▸ **MATERIAL SHOWN**
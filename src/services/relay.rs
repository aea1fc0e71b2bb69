//! Prompt relay
//!
//! Forwards one validated prompt to the upstream provider and bounds how
//! long the caller waits. Each call walks
//! `Received -> AwaitingUpstream -> {Completed | TimedOut | Failed}` and
//! produces exactly one result. Nothing is retried: the caller decides
//! whether to resubmit.

use std::fmt;
use std::sync::Arc;
use std::time::{Duration, Instant};
use tokio::sync::{Semaphore, SemaphorePermit};

use crate::config::Settings;
use crate::error::RelayError;
use crate::schemas::{PromptRequest, UpstreamCompletion};
use crate::services::upstream::CompletionClient;
use crate::utils::{with_timeout, TimeoutError};

/// Relay tuning, taken from `Settings` at startup
#[derive(Debug, Clone, PartialEq, Eq)]
pub struct RelayConfig {
    /// Wall-clock bound on waiting for the provider
    pub timeout: Duration,

    /// Optional bound on in-flight upstream calls
    pub max_concurrent_upstream: Option<usize>,
}

impl RelayConfig {
    pub fn new(timeout: Duration) -> Self {
        Self {
            timeout,
            max_concurrent_upstream: None,
        }
    }

    pub fn with_max_concurrent_upstream(mut self, limit: usize) -> Self {
        self.max_concurrent_upstream = Some(limit);
        self
    }

    pub fn from_settings(settings: &Settings) -> Self {
        Self {
            timeout: settings.upstream_timeout(),
            max_concurrent_upstream: settings.max_concurrent_upstream,
        }
    }
}

/// Terminal state of one relayed request
#[derive(Debug, Clone, Copy, PartialEq, Eq)]
pub enum RelayOutcome {
    Completed,
    TimedOut,
    Failed,
}

impl fmt::Display for RelayOutcome {
    fn fmt(&self, f: &mut fmt::Formatter<'_>) -> fmt::Result {
        match self {
            RelayOutcome::Completed => write!(f, "completed"),
            RelayOutcome::TimedOut => write!(f, "timed_out"),
            RelayOutcome::Failed => write!(f, "failed"),
        }
    }
}

/// Stateless relay between callers and a `CompletionClient`
#[derive(Clone)]
pub struct RelayService {
    client: Arc<dyn CompletionClient>,
    timeout: Duration,
    limiter: Option<Arc<Semaphore>>,
}

impl RelayService {
    pub fn new(client: Arc<dyn CompletionClient>, config: RelayConfig) -> Self {
        let limiter = config
            .max_concurrent_upstream
            .map(|limit| Arc::new(Semaphore::new(limit)));

        Self {
            client,
            timeout: config.timeout,
            limiter,
        }
    }

    pub fn timeout(&self) -> Duration {
        self.timeout
    }

    /// Forward `request` upstream, racing the configured timeout.
    ///
    /// Time spent waiting for a concurrency permit counts against the
    /// timeout, so the caller's total wait stays bounded.
    pub async fn relay(&self, request: PromptRequest) -> Result<UpstreamCompletion, RelayError> {
        let start = Instant::now();

        tracing::debug!(
            upstream = %self.client.describe(),
            received_at = %request.received_at.to_rfc3339(),
            "Awaiting upstream"
        );

        let call = async {
            let _permit = self.acquire_permit().await?;
            self.client
                .complete(&request.prompt)
                .await
                .map_err(RelayError::from)
        };

        let (outcome, result) = match with_timeout(self.timeout, call).await {
            Ok(completion) => (RelayOutcome::Completed, Ok(completion)),
            Err(TimeoutError::Timeout(after)) => (RelayOutcome::TimedOut, Err(RelayError::Timeout(after))),
            Err(TimeoutError::Inner(err)) => (RelayOutcome::Failed, Err(err)),
        };

        let duration_ms = start.elapsed().as_millis();
        match &result {
            Ok(completion) => tracing::info!(
                outcome = %outcome,
                duration_ms = duration_ms,
                response_length = completion.text.chars().count(),
                "Response generated successfully"
            ),
            Err(err) => tracing::error!(
                outcome = %outcome,
                duration_ms = duration_ms,
                error = %err,
                "Upstream call did not complete"
            ),
        }

        result
    }

    async fn acquire_permit(&self) -> Result<Option<SemaphorePermit<'_>>, RelayError> {
        match &self.limiter {
            Some(limiter) => limiter
                .acquire()
                .await
                .map(Some)
                .map_err(|e| RelayError::Internal(e.into())),
            None => Ok(None),
        }
    }
}
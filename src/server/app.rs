//! Application server
//!
//! This module provides the main application server implementation
//! including initialization and graceful shutdown handling.

use crate::{
    config::Settings,
    server::{routes, state::AppState},
};
use anyhow::{Context, Result};
use std::net::SocketAddr;
use tokio::signal;

/// Main application struct
pub struct App {
    settings: Settings,
    state: AppState,
}

impl App {
    /// Create a new application instance backed by the Gemini client
    pub fn new(settings: Settings) -> Result<Self> {
        tracing::debug!("Initializing application state");
        let state = AppState::new(settings.clone())?;

        Ok(Self { settings, state })
    }

    /// Run the server with graceful shutdown support
    ///
    /// The server will shut down gracefully when receiving SIGINT (Ctrl+C)
    /// or SIGTERM signals.
    pub async fn run_with_graceful_shutdown(self) -> Result<()> {
        let addr = self
            .settings
            .server_addr()
            .parse::<SocketAddr>()
            .context("Invalid HOST/PORT combination")?;
        let router = routes::create_router(self.state.clone());

        let listener = tokio::net::TcpListener::bind(addr)
            .await
            .with_context(|| format!("Failed to bind {}", addr))?;

        tracing::info!(
            addr = %addr,
            environment = %self.settings.environment,
            "Server running"
        );

        axum::serve(listener, router)
            .with_graceful_shutdown(shutdown_signal())
            .await?;

        tracing::info!(uptime_seconds = self.state.uptime_seconds(), "Server stopped");

        Ok(())
    }
}

/// Create a future that completes when a shutdown signal is received
async fn shutdown_signal() {
    let ctrl_c = async {
        if let Err(e) = signal::ctrl_c().await {
            tracing::error!(error = %e, "Failed to install Ctrl+C handler");
            std::future::pending::<()>().await;
        }
    };

    #[cfg(unix)]
    let terminate = async {
        match signal::unix::signal(signal::unix::SignalKind::terminate()) {
            Ok(mut sigterm) => {
                sigterm.recv().await;
            }
            Err(e) => {
                tracing::error!(error = %e, "Failed to install SIGTERM handler");
                std::future::pending::<()>().await;
            }
        }
    };

    #[cfg(not(unix))]
    let terminate = std::future::pending::<()>();

    tokio::select! {
        _ = ctrl_c => {
            tracing::info!("Received Ctrl+C, initiating graceful shutdown");
        }
        _ = terminate => {
            tracing::info!("Received SIGTERM, initiating graceful shutdown");
        }
    }
}
//! Application settings and configuration
//!
//! Settings are read from the process environment (and an optional `.env`
//! file) exactly once at startup. Everything downstream receives them
//! explicitly, so tests build a `Settings` value directly instead of
//! mutating the environment.

use anyhow::{Context, Result};
use clap::ValueEnum;
use serde::{Deserialize, Serialize};
use std::env;
use std::fmt;
use std::time::Duration;

/// Default Gemini REST endpoint
pub const DEFAULT_GEMINI_BASE_URL: &str = "https://generativelanguage.googleapis.com/v1beta";

/// Model used when `GEMINI_MODEL` is not set
pub const DEFAULT_GEMINI_MODEL: &str = "gemini-pro";

/// Origins of the local chat widget dev server
pub const DEFAULT_ALLOWED_ORIGINS: [&str; 2] = ["http://localhost:5173", "http://127.0.0.1:5173"];

pub const DEFAULT_PORT: u16 = 3001;
pub const DEFAULT_UPSTREAM_TIMEOUT_SECONDS: u64 = 30;
pub const DEFAULT_BODY_LIMIT_BYTES: usize = 1024 * 1024;

/// Application environment
#[derive(Debug, Clone, Copy, Default, PartialEq, Eq, Deserialize, Serialize, ValueEnum)]
#[serde(rename_all = "lowercase")]
pub enum Environment {
    #[default]
    #[value(alias = "dev")]
    Development,
    #[value(alias = "stage")]
    Staging,
    #[value(alias = "prod")]
    Production,
}

impl fmt::Display for Environment {
    fn fmt(&self, f: &mut fmt::Formatter<'_>) -> fmt::Result {
        match self {
            Environment::Development => write!(f, "development"),
            Environment::Staging => write!(f, "staging"),
            Environment::Production => write!(f, "production"),
        }
    }
}

impl std::str::FromStr for Environment {
    type Err = anyhow::Error;

    fn from_str(s: &str) -> Result<Self, Self::Err> {
        match s.to_lowercase().as_str() {
            "development" | "dev" => Ok(Environment::Development),
            "staging" | "stage" => Ok(Environment::Staging),
            "production" | "prod" => Ok(Environment::Production),
            _ => anyhow::bail!(
                "Invalid environment: {}. Expected: development, staging, or production",
                s
            ),
        }
    }
}

/// Upstream provider settings
#[derive(Clone, Deserialize, Serialize)]
pub struct GeminiSettings {
    #[serde(skip_serializing)]
    pub api_key: String,
    pub model: String,
    pub base_url: String,
}

// Hand-written so the key never reaches a log line.
impl fmt::Debug for GeminiSettings {
    fn fmt(&self, f: &mut fmt::Formatter<'_>) -> fmt::Result {
        f.debug_struct("GeminiSettings")
            .field("api_key", &"<redacted>")
            .field("model", &self.model)
            .field("base_url", &self.base_url)
            .finish()
    }
}

/// Main application settings
#[derive(Debug, Clone, Deserialize, Serialize)]
pub struct Settings {
    // App settings
    pub app_name: String,
    pub app_version: String,
    pub environment: Environment,
    pub log_level: String,

    // Server settings
    pub host: String,
    pub port: u16,
    pub allowed_origins: Vec<String>,
    pub body_limit_bytes: usize,

    // Upstream
    pub gemini: GeminiSettings,
    pub upstream_timeout_seconds: u64,

    /// Upper bound on in-flight upstream calls; `None` means unbounded
    pub max_concurrent_upstream: Option<usize>,
}

impl Settings {
    /// Build settings for the given credential with every other value at
    /// its default.
    pub fn new(api_key: impl Into<String>) -> Self {
        Self {
            app_name: "lesson-relay".to_string(),
            app_version: env!("CARGO_PKG_VERSION").to_string(),
            environment: Environment::Development,
            log_level: "info".to_string(),
            host: "0.0.0.0".to_string(),
            port: DEFAULT_PORT,
            allowed_origins: DEFAULT_ALLOWED_ORIGINS.iter().map(|o| o.to_string()).collect(),
            body_limit_bytes: DEFAULT_BODY_LIMIT_BYTES,
            gemini: GeminiSettings {
                api_key: api_key.into(),
                model: DEFAULT_GEMINI_MODEL.to_string(),
                base_url: DEFAULT_GEMINI_BASE_URL.to_string(),
            },
            upstream_timeout_seconds: DEFAULT_UPSTREAM_TIMEOUT_SECONDS,
            max_concurrent_upstream: None,
        }
    }

    /// Load settings from environment variables with defaults
    ///
    /// Fails when `GEMINI_API_KEY` is missing: the relay is useless without
    /// a way to authenticate upstream, so it refuses to start.
    pub fn load() -> Result<Self> {
        // Load .env file if it exists
        dotenvy::dotenv().ok();

        Self::from_lookup(|key| env::var(key).ok())
    }

    /// Build settings from any key lookup. `load()` passes the process
    /// environment; tests pass a map.
    pub fn from_lookup(get: impl Fn(&str) -> Option<String>) -> Result<Self> {
        let or_default = |key: &str, default: &str| get(key).unwrap_or_else(|| default.to_string());

        let api_key = get("GEMINI_API_KEY")
            .filter(|key| !key.trim().is_empty())
            .context("GEMINI_API_KEY environment variable is not set")?;

        let mut settings = Self::new(api_key);

        settings.app_name = or_default("APP_NAME", "lesson-relay");
        settings.environment = or_default("ENVIRONMENT", "development")
            .parse()
            .context("Invalid ENVIRONMENT value")?;
        settings.log_level = or_default("LOG_LEVEL", "info");

        settings.host = or_default("HOST", "0.0.0.0");
        settings.port = or_default("PORT", &DEFAULT_PORT.to_string())
            .parse()
            .context("Invalid PORT value")?;
        if let Some(origins) = get("ALLOWED_ORIGINS") {
            settings.allowed_origins = parse_origins(&origins);
        }
        settings.body_limit_bytes = or_default("BODY_LIMIT_BYTES", &DEFAULT_BODY_LIMIT_BYTES.to_string())
            .parse()
            .context("Invalid BODY_LIMIT_BYTES value")?;

        settings.gemini.model = or_default("GEMINI_MODEL", DEFAULT_GEMINI_MODEL);
        settings.gemini.base_url = or_default("GEMINI_BASE_URL", DEFAULT_GEMINI_BASE_URL);
        settings.upstream_timeout_seconds = or_default(
            "UPSTREAM_TIMEOUT_SECONDS",
            &DEFAULT_UPSTREAM_TIMEOUT_SECONDS.to_string(),
        )
        .parse()
        .context("Invalid UPSTREAM_TIMEOUT_SECONDS value")?;
        settings.max_concurrent_upstream = match get("MAX_CONCURRENT_UPSTREAM") {
            Some(raw) => Some(
                raw.parse()
                    .context("Invalid MAX_CONCURRENT_UPSTREAM value")?,
            ),
            None => None,
        };

        settings.validate()?;

        Ok(settings)
    }

    /// Validate settings
    pub fn validate(&self) -> Result<()> {
        if self.gemini.api_key.trim().is_empty() {
            anyhow::bail!("Gemini API key cannot be empty");
        }

        if self.port == 0 {
            anyhow::bail!("Port cannot be 0");
        }

        if self.upstream_timeout_seconds == 0 {
            anyhow::bail!("Upstream timeout must be > 0");
        }

        if self.max_concurrent_upstream == Some(0) {
            anyhow::bail!("MAX_CONCURRENT_UPSTREAM must be > 0 when set");
        }

        Ok(())
    }

    /// Non-fatal configuration problems, logged once tracing is up
    pub fn warnings(&self) -> Vec<&'static str> {
        let mut warnings = Vec::new();
        if self.allowed_origins.is_empty() {
            warnings.push("No allowed origins configured; browsers will be refused cross-origin");
        }
        warnings
    }

    /// Maximum time to wait for the upstream provider
    pub fn upstream_timeout(&self) -> Duration {
        Duration::from_secs(self.upstream_timeout_seconds)
    }

    /// Get the server address string
    pub fn server_addr(&self) -> String {
        format!("{}:{}", self.host, self.port)
    }
}

/// Split a comma separated origin list, dropping blanks
fn parse_origins(raw: &str) -> Vec<String> {
    raw.split(',')
        .map(str::trim)
        .filter(|origin| !origin.is_empty())
        .map(str::to_string)
        .collect()
}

▸ **WHAT IS EXPECTED**
Repeat the entries above exactly, beginning at their first line and ending with the line that contains "one relayed request", with nothing added.

▸ **RESPONSE AREA**
filename src/services/relay.rs
repository aea1fc0e71b2bb69
//! Prompt relay
//!
//! Forwards one validated prompt to the upstream provider and bounds how
//! long the caller waits. Each call walks
//! `Received -> AwaitingUpstream -> {Completed | TimedOut | Failed}` and
//! produces exactly one result. Nothing is retried: the caller decides
//! whether to resubmit.

use std::fmt;
use std::sync::Arc;
use std::time::{Duration, Instant};
use tokio::sync::{Semaphore, SemaphorePermit};

use crate::config::Settings;
use crate::error::RelayError;
use crate::schemas::{PromptRequest, UpstreamCompletion};
use crate::services::upstream::CompletionClient;
use crate::utils::{with_timeout, TimeoutError};

/// Relay tuning, taken from `Settings` at startup
#[derive(Debug, Clone, PartialEq, Eq)]
pub struct RelayConfig {
    /// Wall-clock bound on waiting for the provider
    pub timeout: Duration,

    /// Optional bound on in-flight upstream calls
    pub max_concurrent_upstream: Option<usize>,
}

impl RelayConfig {
    pub fn new(timeout: Duration) -> Self {
        Self {
            timeout,
            max_concurrent_upstream: None,
        }
    }

    pub fn with_max_concurrent_upstream(mut self, limit: usize) -> Self {
        self.max_concurrent_upstream = Some(limit);
        self
    }

    pub fn from_settings(settings: &Settings) -> Self {
        Self {
            timeout: settings.upstream_timeout(),
            max_concurrent_upstream: settings.max_concurrent_upstream,
        }
    }
}

/// Terminal state of one relayed request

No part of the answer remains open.